== Task brief ==
Among the entries below, find the line with "filename crates/engine/src/inspector.rs", then quote it and each following line up to and including the line with "use tarsmith_codec::ArchiveReader;", and nothing else.

─── Data supplied ───

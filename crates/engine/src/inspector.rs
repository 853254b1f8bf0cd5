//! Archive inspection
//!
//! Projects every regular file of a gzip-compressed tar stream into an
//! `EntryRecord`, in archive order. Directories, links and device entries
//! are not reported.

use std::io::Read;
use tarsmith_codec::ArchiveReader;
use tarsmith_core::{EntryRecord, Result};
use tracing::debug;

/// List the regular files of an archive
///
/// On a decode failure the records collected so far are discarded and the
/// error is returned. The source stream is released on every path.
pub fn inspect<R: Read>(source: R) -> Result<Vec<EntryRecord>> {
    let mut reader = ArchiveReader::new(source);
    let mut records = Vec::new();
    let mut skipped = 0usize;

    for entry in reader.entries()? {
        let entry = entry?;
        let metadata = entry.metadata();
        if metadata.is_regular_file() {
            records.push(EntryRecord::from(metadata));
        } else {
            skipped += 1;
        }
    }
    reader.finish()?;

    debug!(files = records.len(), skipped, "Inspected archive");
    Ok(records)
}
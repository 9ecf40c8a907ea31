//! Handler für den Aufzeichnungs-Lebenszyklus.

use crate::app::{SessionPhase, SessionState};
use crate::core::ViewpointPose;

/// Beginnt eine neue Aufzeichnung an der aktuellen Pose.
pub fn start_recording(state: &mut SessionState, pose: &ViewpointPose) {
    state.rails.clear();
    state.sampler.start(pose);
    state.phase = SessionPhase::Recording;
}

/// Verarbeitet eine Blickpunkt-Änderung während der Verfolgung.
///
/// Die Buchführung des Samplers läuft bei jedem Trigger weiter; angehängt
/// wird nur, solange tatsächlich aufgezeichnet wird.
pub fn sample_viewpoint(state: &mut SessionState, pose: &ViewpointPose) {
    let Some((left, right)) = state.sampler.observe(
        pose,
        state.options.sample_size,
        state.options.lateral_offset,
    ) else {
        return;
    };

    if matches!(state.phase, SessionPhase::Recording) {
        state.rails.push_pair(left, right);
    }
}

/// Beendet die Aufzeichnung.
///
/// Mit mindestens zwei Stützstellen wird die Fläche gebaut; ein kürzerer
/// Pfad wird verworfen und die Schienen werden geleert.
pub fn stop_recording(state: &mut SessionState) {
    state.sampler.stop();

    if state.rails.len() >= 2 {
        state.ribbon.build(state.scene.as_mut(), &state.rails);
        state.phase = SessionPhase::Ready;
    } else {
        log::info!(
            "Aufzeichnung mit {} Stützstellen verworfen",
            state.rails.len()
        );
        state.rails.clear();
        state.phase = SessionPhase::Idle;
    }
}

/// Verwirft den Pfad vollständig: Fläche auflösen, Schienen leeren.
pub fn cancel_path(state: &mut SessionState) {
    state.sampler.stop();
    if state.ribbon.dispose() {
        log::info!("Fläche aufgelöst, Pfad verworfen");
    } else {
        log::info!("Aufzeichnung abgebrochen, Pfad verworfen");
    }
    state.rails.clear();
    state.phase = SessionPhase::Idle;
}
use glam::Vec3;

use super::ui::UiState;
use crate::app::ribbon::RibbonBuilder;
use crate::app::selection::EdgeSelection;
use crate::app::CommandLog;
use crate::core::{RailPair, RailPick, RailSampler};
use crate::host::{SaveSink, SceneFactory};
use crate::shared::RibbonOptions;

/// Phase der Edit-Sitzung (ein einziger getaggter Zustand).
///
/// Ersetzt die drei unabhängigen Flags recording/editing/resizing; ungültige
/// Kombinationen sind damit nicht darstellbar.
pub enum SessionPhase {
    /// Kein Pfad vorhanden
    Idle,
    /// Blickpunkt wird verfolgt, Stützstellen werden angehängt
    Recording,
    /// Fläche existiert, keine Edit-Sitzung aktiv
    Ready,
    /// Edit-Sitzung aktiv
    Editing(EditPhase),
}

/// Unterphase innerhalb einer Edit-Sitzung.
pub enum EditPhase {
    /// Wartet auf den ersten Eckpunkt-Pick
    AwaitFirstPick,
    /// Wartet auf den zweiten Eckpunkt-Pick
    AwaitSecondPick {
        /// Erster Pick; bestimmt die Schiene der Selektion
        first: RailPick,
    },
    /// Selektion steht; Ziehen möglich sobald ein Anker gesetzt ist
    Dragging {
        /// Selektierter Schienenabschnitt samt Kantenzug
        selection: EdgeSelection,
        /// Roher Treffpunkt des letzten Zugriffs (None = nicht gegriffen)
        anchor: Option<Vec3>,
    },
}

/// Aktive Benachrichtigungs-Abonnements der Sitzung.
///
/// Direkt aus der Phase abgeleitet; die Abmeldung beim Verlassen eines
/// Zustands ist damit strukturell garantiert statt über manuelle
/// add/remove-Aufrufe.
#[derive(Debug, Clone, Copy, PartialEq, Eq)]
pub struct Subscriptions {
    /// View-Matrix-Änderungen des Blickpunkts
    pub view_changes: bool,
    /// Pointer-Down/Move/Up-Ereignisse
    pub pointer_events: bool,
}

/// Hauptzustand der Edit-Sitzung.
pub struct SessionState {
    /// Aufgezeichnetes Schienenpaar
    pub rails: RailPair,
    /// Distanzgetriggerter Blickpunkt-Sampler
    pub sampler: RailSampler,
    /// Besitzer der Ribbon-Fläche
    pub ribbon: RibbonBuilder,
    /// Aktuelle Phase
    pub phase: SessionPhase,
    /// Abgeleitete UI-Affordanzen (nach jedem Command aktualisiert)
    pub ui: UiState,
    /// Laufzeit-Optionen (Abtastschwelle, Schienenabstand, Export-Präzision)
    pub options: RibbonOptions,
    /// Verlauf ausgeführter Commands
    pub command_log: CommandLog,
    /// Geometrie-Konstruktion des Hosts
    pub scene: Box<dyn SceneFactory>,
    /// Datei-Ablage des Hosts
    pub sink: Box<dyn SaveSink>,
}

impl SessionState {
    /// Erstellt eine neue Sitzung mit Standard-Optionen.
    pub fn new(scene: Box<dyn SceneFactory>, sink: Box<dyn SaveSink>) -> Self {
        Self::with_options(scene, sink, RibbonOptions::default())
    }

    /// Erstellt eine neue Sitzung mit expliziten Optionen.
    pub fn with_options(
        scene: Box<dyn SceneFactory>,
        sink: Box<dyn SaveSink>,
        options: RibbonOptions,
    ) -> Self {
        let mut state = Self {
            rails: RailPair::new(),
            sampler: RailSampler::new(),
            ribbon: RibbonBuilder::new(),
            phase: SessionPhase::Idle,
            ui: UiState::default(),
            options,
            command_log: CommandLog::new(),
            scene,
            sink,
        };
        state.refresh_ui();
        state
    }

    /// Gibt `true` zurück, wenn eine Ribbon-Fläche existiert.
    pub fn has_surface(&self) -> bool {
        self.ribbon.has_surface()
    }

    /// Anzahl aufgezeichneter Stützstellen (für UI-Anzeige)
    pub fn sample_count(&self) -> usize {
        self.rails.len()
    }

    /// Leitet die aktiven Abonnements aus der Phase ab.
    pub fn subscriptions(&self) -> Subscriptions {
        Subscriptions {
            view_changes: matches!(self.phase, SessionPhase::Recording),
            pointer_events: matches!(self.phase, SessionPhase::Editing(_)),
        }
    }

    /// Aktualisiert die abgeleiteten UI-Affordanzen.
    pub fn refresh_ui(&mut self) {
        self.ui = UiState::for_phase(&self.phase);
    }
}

───
─── Data supplied ───

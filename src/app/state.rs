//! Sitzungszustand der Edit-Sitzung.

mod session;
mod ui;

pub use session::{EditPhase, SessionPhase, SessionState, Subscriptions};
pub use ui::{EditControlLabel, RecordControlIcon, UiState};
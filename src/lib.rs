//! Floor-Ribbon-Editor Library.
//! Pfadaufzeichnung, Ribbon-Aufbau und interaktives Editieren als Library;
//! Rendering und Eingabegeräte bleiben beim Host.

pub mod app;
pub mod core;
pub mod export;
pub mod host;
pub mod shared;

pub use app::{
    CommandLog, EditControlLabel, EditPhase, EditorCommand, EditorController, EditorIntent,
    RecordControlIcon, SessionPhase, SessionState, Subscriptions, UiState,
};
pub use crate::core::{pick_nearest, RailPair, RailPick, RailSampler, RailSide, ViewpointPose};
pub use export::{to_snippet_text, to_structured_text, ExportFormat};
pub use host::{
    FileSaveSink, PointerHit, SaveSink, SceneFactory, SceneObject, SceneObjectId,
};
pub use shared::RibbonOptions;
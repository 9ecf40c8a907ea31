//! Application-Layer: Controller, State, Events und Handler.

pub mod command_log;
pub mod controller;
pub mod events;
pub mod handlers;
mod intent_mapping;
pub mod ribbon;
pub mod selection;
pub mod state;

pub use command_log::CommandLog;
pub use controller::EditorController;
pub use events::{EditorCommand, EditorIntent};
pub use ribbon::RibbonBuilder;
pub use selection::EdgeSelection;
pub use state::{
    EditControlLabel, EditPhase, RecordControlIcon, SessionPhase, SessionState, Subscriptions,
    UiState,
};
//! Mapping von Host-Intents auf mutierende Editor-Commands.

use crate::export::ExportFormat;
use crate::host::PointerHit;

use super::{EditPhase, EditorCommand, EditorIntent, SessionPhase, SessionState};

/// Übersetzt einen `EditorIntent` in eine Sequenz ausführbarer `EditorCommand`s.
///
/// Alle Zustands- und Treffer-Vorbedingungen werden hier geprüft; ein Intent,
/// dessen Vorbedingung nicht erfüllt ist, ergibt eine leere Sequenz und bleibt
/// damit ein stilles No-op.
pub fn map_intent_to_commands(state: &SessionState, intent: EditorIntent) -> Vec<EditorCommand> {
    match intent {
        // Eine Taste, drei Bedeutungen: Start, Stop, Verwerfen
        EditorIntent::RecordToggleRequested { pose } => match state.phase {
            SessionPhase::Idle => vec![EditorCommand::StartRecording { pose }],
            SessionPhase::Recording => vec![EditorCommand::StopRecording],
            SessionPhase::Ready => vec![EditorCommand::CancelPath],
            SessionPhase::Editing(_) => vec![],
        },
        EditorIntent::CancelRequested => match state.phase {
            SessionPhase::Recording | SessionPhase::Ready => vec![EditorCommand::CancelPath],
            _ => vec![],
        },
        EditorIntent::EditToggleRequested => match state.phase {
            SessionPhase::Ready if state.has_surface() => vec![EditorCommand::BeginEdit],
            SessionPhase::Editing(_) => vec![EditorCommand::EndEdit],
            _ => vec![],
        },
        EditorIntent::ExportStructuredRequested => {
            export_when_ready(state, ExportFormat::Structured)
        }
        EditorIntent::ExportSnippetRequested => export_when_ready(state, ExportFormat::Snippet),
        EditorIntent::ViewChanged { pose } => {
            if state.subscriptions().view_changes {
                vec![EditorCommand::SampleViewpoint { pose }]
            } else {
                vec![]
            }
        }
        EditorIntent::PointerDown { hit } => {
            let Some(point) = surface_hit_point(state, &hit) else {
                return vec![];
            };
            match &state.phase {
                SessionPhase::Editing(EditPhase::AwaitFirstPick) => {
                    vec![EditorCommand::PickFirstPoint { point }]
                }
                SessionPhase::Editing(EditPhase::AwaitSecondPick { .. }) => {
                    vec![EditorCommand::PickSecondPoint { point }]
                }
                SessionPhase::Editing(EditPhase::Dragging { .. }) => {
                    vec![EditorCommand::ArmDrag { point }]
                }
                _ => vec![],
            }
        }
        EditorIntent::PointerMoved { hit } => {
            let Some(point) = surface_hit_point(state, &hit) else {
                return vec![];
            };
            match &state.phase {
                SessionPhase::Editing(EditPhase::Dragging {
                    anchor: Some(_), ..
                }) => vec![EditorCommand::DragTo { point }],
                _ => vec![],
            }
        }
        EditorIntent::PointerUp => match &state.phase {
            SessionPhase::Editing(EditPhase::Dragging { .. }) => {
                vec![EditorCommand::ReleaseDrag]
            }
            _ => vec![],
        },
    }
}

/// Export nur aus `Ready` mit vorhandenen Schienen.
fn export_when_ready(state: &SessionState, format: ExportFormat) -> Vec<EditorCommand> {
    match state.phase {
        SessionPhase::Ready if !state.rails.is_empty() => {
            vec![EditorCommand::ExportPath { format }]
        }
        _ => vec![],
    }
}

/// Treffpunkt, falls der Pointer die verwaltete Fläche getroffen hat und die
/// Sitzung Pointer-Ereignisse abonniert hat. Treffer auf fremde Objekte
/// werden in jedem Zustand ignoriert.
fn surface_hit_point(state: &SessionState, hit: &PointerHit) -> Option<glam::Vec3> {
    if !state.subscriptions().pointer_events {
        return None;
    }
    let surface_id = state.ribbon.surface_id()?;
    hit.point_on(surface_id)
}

───
─── Data supplied ───

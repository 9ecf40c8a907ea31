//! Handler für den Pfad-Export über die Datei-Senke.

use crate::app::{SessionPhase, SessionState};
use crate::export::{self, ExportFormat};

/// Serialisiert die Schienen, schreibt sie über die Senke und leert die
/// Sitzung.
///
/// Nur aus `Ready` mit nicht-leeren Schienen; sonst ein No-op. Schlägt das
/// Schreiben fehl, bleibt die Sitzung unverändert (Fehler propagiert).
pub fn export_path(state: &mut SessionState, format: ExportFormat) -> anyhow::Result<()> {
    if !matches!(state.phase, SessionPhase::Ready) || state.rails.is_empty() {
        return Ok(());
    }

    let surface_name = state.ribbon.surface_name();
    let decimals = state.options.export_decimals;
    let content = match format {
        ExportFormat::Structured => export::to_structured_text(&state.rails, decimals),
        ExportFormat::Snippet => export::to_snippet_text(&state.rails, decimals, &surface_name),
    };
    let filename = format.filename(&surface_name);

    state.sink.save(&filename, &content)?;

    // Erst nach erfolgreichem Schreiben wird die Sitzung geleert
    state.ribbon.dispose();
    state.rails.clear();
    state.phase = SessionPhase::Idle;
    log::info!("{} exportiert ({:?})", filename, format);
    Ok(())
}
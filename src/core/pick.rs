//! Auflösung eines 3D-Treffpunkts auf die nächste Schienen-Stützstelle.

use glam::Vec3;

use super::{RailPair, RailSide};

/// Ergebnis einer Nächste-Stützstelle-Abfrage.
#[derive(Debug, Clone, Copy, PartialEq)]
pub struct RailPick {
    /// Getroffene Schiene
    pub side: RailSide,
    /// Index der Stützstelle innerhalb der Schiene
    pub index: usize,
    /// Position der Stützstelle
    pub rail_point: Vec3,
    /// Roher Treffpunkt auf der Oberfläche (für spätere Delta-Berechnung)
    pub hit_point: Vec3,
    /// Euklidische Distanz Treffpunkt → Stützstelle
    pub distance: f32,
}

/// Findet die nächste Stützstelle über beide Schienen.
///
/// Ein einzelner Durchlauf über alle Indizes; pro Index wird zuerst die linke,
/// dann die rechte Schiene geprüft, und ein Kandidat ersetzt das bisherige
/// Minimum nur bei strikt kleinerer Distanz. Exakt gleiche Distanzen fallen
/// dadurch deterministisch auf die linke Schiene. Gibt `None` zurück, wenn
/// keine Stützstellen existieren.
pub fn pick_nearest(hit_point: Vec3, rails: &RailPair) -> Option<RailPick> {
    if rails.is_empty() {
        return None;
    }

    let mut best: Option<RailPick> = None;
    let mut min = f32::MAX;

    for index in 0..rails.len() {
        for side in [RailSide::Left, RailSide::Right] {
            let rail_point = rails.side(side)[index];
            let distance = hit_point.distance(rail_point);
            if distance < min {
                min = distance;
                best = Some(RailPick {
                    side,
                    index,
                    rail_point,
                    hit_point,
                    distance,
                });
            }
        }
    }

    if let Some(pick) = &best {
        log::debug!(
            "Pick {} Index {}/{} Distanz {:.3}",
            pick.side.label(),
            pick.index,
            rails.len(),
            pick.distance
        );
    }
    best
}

───

== Written response ==
filename crates/engine/src/inspector.rs
repository 853254b1f8bf0cd5
//! Archive inspection
//!
//! Projects every regular file of a gzip-compressed tar stream into an
//! `EntryRecord`, in archive order. Directories, links and device entries
//! are not reported.

use std::io::Read;
use tarsmith_codec::ArchiveReader;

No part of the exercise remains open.